YERELDE MODEL
Bir kentte yaşayanların ortak menfaatleri doğrultusunda karşılıklı ihtiyaçlarının kendilerine ait meselelerin ve yaşamsal konularının devletin kanunla belirlediği sınırlar ve sorumluluklar çerçevesinde, seçmiş oldukları vekiller sayesinde çözümlenmesine yönelik yapılaşmaya “Belediye” denir.
Kural, yol, yöntem belli. Aslında ta ortaçağdan başlayan belediyecilik sistemi uzun yıllar boyunca bir türlü rayına oturtulup verimli olarak kullanılamamış.
Ülkeler zamanla kendi model ve yönetimlerine uygun belediyecilik sistemlerini benimseyip bugünkü yapılaşmayı sağlayabilmişler.
Dünyadaki Belediyecilik ekollerine baktığımızda öne çıkan örneklerin devletin sistemleriyle örtüşür olduğunu görürüz.
Eski Yunan ve Roma ekolünün temelinde gelişen kurumsal sistemin Avrupa’nın ve Fransız sanayi devriminin ardından farklı uygulama biçimlerine ve içerik olarak değişkenliklere sahip olsa da amacı ortaktır.
O kenti yaşananlarıyla düzen ve intizama sokmak ve yaşayanlara en uygun yaşam koşullarını sağlamaktır.
Dünyada ki başlıca Belediyecilik ekolleri; Federal Belediyecilik (Almanya, Amerika) Üniter Belediyecilik ( İngiltere, Japonya, Sosyalist Belediyecilik, Fransız ekolü Belediyecilik. İslami Belediyecilik.
Bizde ise durum çok farklı; tüm bu sistemlerin bölge bölge siyasi partilerin dünya görüşlerine göre değişkenlik gösterdiğini, Üniter yapıya uygun bir Belediyeciliğin sistem gereği uygulanması gerekirken, Büyükşehir uygulaması ve İl Belediyeciliğinin farklı sistemler olarak uygulandığını görmekteyiz.
İşin en ilginç olanı ise; Dünya’da uygulanan tüm Belediyecilik sistemlerinin ülkemizde yer yer hakim olduğunu görmekteyiz.
Bizde ne ararsan var, hangi sistemi sorarsan var.
Komünist belediyecilik, İslami belediyecilik, İsrail tipi, ABD ve Fransız tipi tüm modeller uygulanıyor.
CHP Belediyeciliği farklı, AKP, MHP, Saadet, HDP Belediyeciliği farklı, kim seçilirse o kendi ideolojisini yönetim tarzı olarak uyguluyor.
5 yıl sonra seçilemediğinde ise ‘sistem veya yöntem’ yerine gelene göre yapılandırılıyor.

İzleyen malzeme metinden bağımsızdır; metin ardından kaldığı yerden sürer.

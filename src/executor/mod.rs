//! Timeout-enforcing parallel map over subordinate processes.
//!
//! [`killer_pmap`] applies a task to every input of a batch. Each input runs
//! in a fresh subordinate process, so a task that hangs or forks helpers can
//! be terminated together with everything it started, without disturbing
//! the rest of the batch.
//!
//! # Architecture
//!
//! ```text
//!                      ┌──────────────────┐
//!                      │    Supervisor    │
//!                      │ (queue, results, │
//!                      │  skip log, sweep)│
//!                      └────────┬─────────┘
//!                               │
//!            ┌──────────────────┼──────────────────┐
//!            │                  │                  │
//!      ┌─────▼─────┐      ┌─────▼─────┐      ┌─────▼─────┐
//!      │ Worker 0  │      │ Worker 1  │      │ Worker N  │
//!      │ (thread)  │      │ (thread)  │      │ (thread)  │
//!      └─────┬─────┘      └─────┬─────┘      └─────┬─────┘
//!            │ one per task     │                  │
//!      ┌─────▼─────┐      ┌─────▼─────┐      ┌─────▼─────┐
//!      │Subordinate│      │Subordinate│      │Subordinate│
//!      │ (process) │      │ (process) │      │ (process) │
//!      └─────┬─────┘      └───────────┘      └───────────┘
//!            │
//!        helpers it forked (terminated with it)
//! ```
//!
//! # Guarantees
//!
//! - **Order**: results come back in input order, one per input
//! - **Deadline**: a task gets at most its timeout, measured from spawn
//! - **Cleanup**: overrun tasks lose their whole process tree
//! - **Record**: overrun and crashed inputs are appended to the skip log

mod ipc;
mod pool;
mod progress;
mod protocol;
mod signals;
mod skiplog;
mod subordinate;
pub mod subordinate_main;
pub mod tree;
mod worker;

pub use pool::{
    DEFAULT_GRACE_PERIOD, DEFAULT_MIN_TIMEOUT_SECS, DEFAULT_POLL_INTERVAL, DEFAULT_TIMEOUT_SECS,
    PoolConfig, ResultSink, execute, killer_pmap, resolve_worker_count,
};
pub use progress::format_duration;
pub use protocol::{SubordinateRequest, SubordinateResponse};
pub use signals::ExitReason;
pub use skiplog::{DEFAULT_SKIP_LOG, SkipLog, SkipLogHandle};
pub use subordinate::{Registry, SUBORDINATE_ARG};
pub use subordinate_main::run_subordinate_main;
pub use worker::{Outcome, WorkerStats};

pub use crate::tasks::TaskKind;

Belediyeler ideolojik olarak yönetilen kurumlar haline geliyor.
Çalışanlar içinde en tedirgin grup Belediyelerde çalışanlardır.
Yönetimde olanların bir şekilde politize ettiği personeller, bir yönetim değişikliğinde işlerini kaybetmekle baş başa kalabiliyorlar.
Sistem oturana, yeni personel işine alışana dek bunun sıkıntılarını halk yaşıyor.
Sadece sistemin uygulanması noktasında değil, sistemin başına gelmek için denenen yol ve yöntem de sıkıntılı.
Bir Belediye Başkanının maaşı aşağı yukarı bellidir, aday olanların kazanmaları halinde devletten 5 yılda alacakları rakam ile seçim çalışmalarında ki harcamaları arasında uçurum vardır.
Bu sistemin sorgulanması ve bir sınır getirilmesi gerekmektedir.
En basit hesapla aylık 10 bin TL maaş alacak olan başkanlar 5 yılda en fazla 600 bin TL para kazanırken, 600 bin lira para kazanmak için 5-10 milyon lirayı neden harcarlar?
Dünya’da birçok Belediyecilik ekolü var, bizde seçimden önce uygulanan ekol “Alman” seçimden sonra ise “Alırım” Hesap ortada değil mi?